4 Steps to Grieve Healthily
Change is inevitable. We can’t avoid change as much as we may like to. Kids grow older, the job market shifts, relationships drift apart, physical health breaks down. What worked for you yesterday may not yield the same successes today. Such is life.
Task 1: Accept the reality of the loss
- You must confront your own denial that part of your life is gone. Your life has changed, but that’s okay. You can’t move until you face reality.
Task 2: Experience the pain of grief
- For whatever reason, we are afraid to feel in our culture. We take pills, distract ourselves with entertainment and generally avoid discomfort, but this isn’t helping us.

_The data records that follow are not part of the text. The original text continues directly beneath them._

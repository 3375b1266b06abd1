use std::fs::File;
use std::io::{self, Write};
use std::os::fd::{AsRawFd, OwnedFd, RawFd};
use std::panic::{self, AssertUnwindSafe};

use nix::errno::Errno;
use nix::fcntl::OFlag;
use nix::sys::signal::{self, killpg, pthread_sigmask, SigHandler, SigSet, SigmaskHow, Signal};
use nix::sys::wait::waitpid;
use nix::unistd::{fork, pipe2, setpgid, ForkResult, Pid};
use tokio::runtime::Handle;

use crate::error::{Result, SchedulerError};
use crate::gate::CompletionSignal;
use crate::worker::work::WorkOutput;

/// Byte the worker writes once its whole result is in the result pipe.
pub const BUFFER_WRITTEN: u8 = 0b0100_0000;

/// Exit status of a worker whose work panicked.
const PANIC_EXIT_CODE: i32 = 101;

/// Parent-side view of a freshly forked worker.
#[derive(Debug)]
pub struct SpawnedWorker {
    /// Worker pid, which is also its process group id.
    pub pid: Pid,
    /// Read half of the result pipe.
    pub result: File,
    /// Read half of the buffer-written pipe.
    pub marker: File,
    /// The parent's copy of the completion flag's write half.
    pub completion: CompletionSignal,
}

/// Fork a worker process running `work` in its own process group.
///
/// Returns once the group exists, so the caller can signal it immediately.
pub fn spawn_worker<F, O>(work: F, completion: CompletionSignal) -> Result<SpawnedWorker>
where
    F: FnOnce() -> O,
    O: WorkOutput,
{
    let (result_rx, result_tx) = pipe2(OFlag::O_CLOEXEC).map_err(SchedulerError::Pipe)?;
    let (marker_rx, marker_tx) = pipe2(OFlag::O_CLOEXEC).map_err(SchedulerError::Pipe)?;

    // Signals stay blocked until the child has dropped the parent's handlers,
    // so a stop signal sent right after the fork is held pending instead of
    // reaching a handler inherited from the parent.
    let mut saved_mask = SigSet::empty();
    pthread_sigmask(
        SigmaskHow::SIG_SETMASK,
        Some(&SigSet::all()),
        Some(&mut saved_mask),
    )
    .map_err(SchedulerError::Spawn)?;

    // SAFETY: the child resets its signal state, closes inherited descriptors,
    // runs the work and leaves through `_exit`. It never returns into the
    // caller's stack and never touches the async runtime.
    let forked = unsafe { fork() };

    if !matches!(forked, Ok(ForkResult::Child)) {
        let _ = pthread_sigmask(SigmaskHow::SIG_SETMASK, Some(&saved_mask), None);
    }

    match forked.map_err(SchedulerError::Spawn)? {
        ForkResult::Child => {
            drop(result_rx);
            drop(marker_rx);
            run_worker(work, result_tx, marker_tx, completion)
        }
        ForkResult::Parent { child } => {
            // The child makes the same call; whichever runs first creates the
            // group.
            if let Err(e) = setpgid(child, child) {
                tracing::debug!(pid = child.as_raw(), error = %e, "setpgid from parent failed");
            }

            drop(result_tx);
            drop(marker_tx);

            Ok(SpawnedWorker {
                pid: child,
                result: File::from(result_rx),
                marker: File::from(marker_rx),
                completion,
            })
        }
    }
}

/// Send `signal` to a worker's process group.
///
/// Returns `Ok(false)` when the group no longer exists: the worker finished
/// between the liveness check and this call.
pub fn signal_group(pgid: Pid, signal: Signal) -> Result<bool> {
    match killpg(pgid, signal) {
        Ok(()) => Ok(true),
        Err(Errno::ESRCH) => Ok(false),
        Err(e) => Err(SchedulerError::Signal(e)),
    }
}

/// Reap the worker as soon as it exits.
///
/// Called right after the fork rather than at kill time, so a finished or
/// killed worker never lingers as a zombie until the next job is scheduled.
pub fn detach(runtime: &Handle, pid: Pid) {
    runtime.spawn_blocking(move || loop {
        match waitpid(pid, None) {
            Err(Errno::EINTR) => continue,
            Ok(status) => {
                tracing::debug!(pid = pid.as_raw(), status = ?status, "Reaped worker process");
                break;
            }
            Err(e) => {
                tracing::warn!(pid = pid.as_raw(), error = %e, "Failed to reap worker process");
                break;
            }
        }
    });
}

fn run_worker<F, O>(
    work: F,
    result_tx: OwnedFd,
    marker_tx: OwnedFd,
    completion: CompletionSignal,
) -> !
where
    F: FnOnce() -> O,
    O: WorkOutput,
{
    let _ = setpgid(Pid::from_raw(0), Pid::from_raw(0));
    reset_signal_state();

    let mut keep = vec![result_tx.as_raw_fd(), marker_tx.as_raw_fd()];
    keep.extend(completion.raw_fd());
    close_inherited_fds(&keep);

    let status = match panic::catch_unwind(AssertUnwindSafe(move || work().into_output())) {
        Ok(Some(output)) => match publish(&output, result_tx, marker_tx, completion) {
            Ok(()) => 0,
            Err(_) => 1,
        },
        Ok(None) => 1,
        Err(_) => PANIC_EXIT_CODE,
    };

    // SAFETY: `_exit` skips atexit handlers and destructors, all of which
    // belong to the parent process.
    unsafe { libc::_exit(status) }
}

/// Publish the result, then the buffer-written marker, then the completion
/// flag. A worker interrupted anywhere before the marker is indistinguishable
/// from one that never produced output.
///
/// The marker pipe is closed last: the monitor proceeds on its end-of-stream,
/// and by then the completion flag must already read as set.
fn publish(
    output: &[u8],
    result_tx: OwnedFd,
    marker_tx: OwnedFd,
    completion: CompletionSignal,
) -> io::Result<()> {
    let mut result = File::from(result_tx);
    result.write_all(output)?;
    drop(result);

    let mut marker = File::from(marker_tx);
    marker.write_all(&[BUFFER_WRITTEN])?;
    completion.set();
    drop(marker);

    Ok(())
}

/// Restore default dispositions and unblock everything. Handlers installed by
/// the parent (e.g. the runtime's signal driver) would otherwise swallow the
/// stop signal.
fn reset_signal_state() {
    for sig in Signal::iterator() {
        if sig == Signal::SIGKILL || sig == Signal::SIGSTOP {
            continue;
        }
        // SAFETY: installing the default disposition runs no handler code.
        let _ = unsafe { signal::signal(sig, SigHandler::SigDfl) };
    }
    let _ = pthread_sigmask(SigmaskHow::SIG_SETMASK, Some(&SigSet::empty()), None);
}

/// Close every descriptor inherited from the parent except stdio and `keep`.
///
/// Another job's pipe inherited here would keep that pipe open for as long as
/// this worker runs.
fn close_inherited_fds(keep: &[RawFd]) {
    let listing = std::fs::read_dir("/proc/self/fd").or_else(|_| std::fs::read_dir("/dev/fd"));
    let Ok(entries) = listing else {
        return;
    };

    // Collected first: the listing holds a descriptor of its own
    let fds: Vec<RawFd> = entries
        .filter_map(|entry| entry.ok())
        .filter_map(|entry| entry.file_name().to_str()?.parse().ok())
        .collect();

    for fd in fds {
        if fd > 2 && !keep.contains(&fd) {
            // SAFETY: the child owns nothing it will use through these
            // descriptors; stale ones just fail with EBADF.
            unsafe {
                libc::close(fd);
            }
        }
    }
}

This is compounding our pain. Experience the pain of what you have lost. It is the only way for you to actualize the reality of what has happened.
Task 3: Adjust to an environment with the “deceased” missing
- Life is not the same now that your marriage has ended, your friend has moved away or your work has laid you off. You must find a new normal. Don’t try to recreate what you had. Take what’s in front of you and work with that.

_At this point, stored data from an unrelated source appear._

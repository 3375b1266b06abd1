//! Single-slot interruptible job scheduler.
//!
//! Runs one job at a time in a forked, killable worker process. Scheduling a
//! new job supersedes the running one: its process group is signalled and its
//! result, should it still arrive, is discarded. See [`Scheduler`].

pub mod config;
pub mod error;
pub mod gate;
pub mod scheduler;
pub mod shutdown;
pub mod sink;
pub mod worker;

pub use config::{SchedulerConfig, ShellConfig};
pub use error::{Result, SchedulerError};
pub use scheduler::{JobHandle, JobId, JobOutcome, JobReport, Scheduler};
pub use sink::SharedBuffer;
pub use worker::{ShellWork, WorkOutput};

pub use nix::sys::signal::Signal;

Task 4: Find an enduring connection with the “deceased” while embarking on a new life
- Even though that part of you is gone and irretrievable as a result of the change, it is still part of who you are. Memories are the foundation of your identity. Cherish what you have lost while moving forward.
Notice these aren’t stages implying that grief is something that you are carried through. Each task requires effort, work and engagement. You must be the driver in your grieving process. Engaging in the hard work of these four tasks allows you to move forward.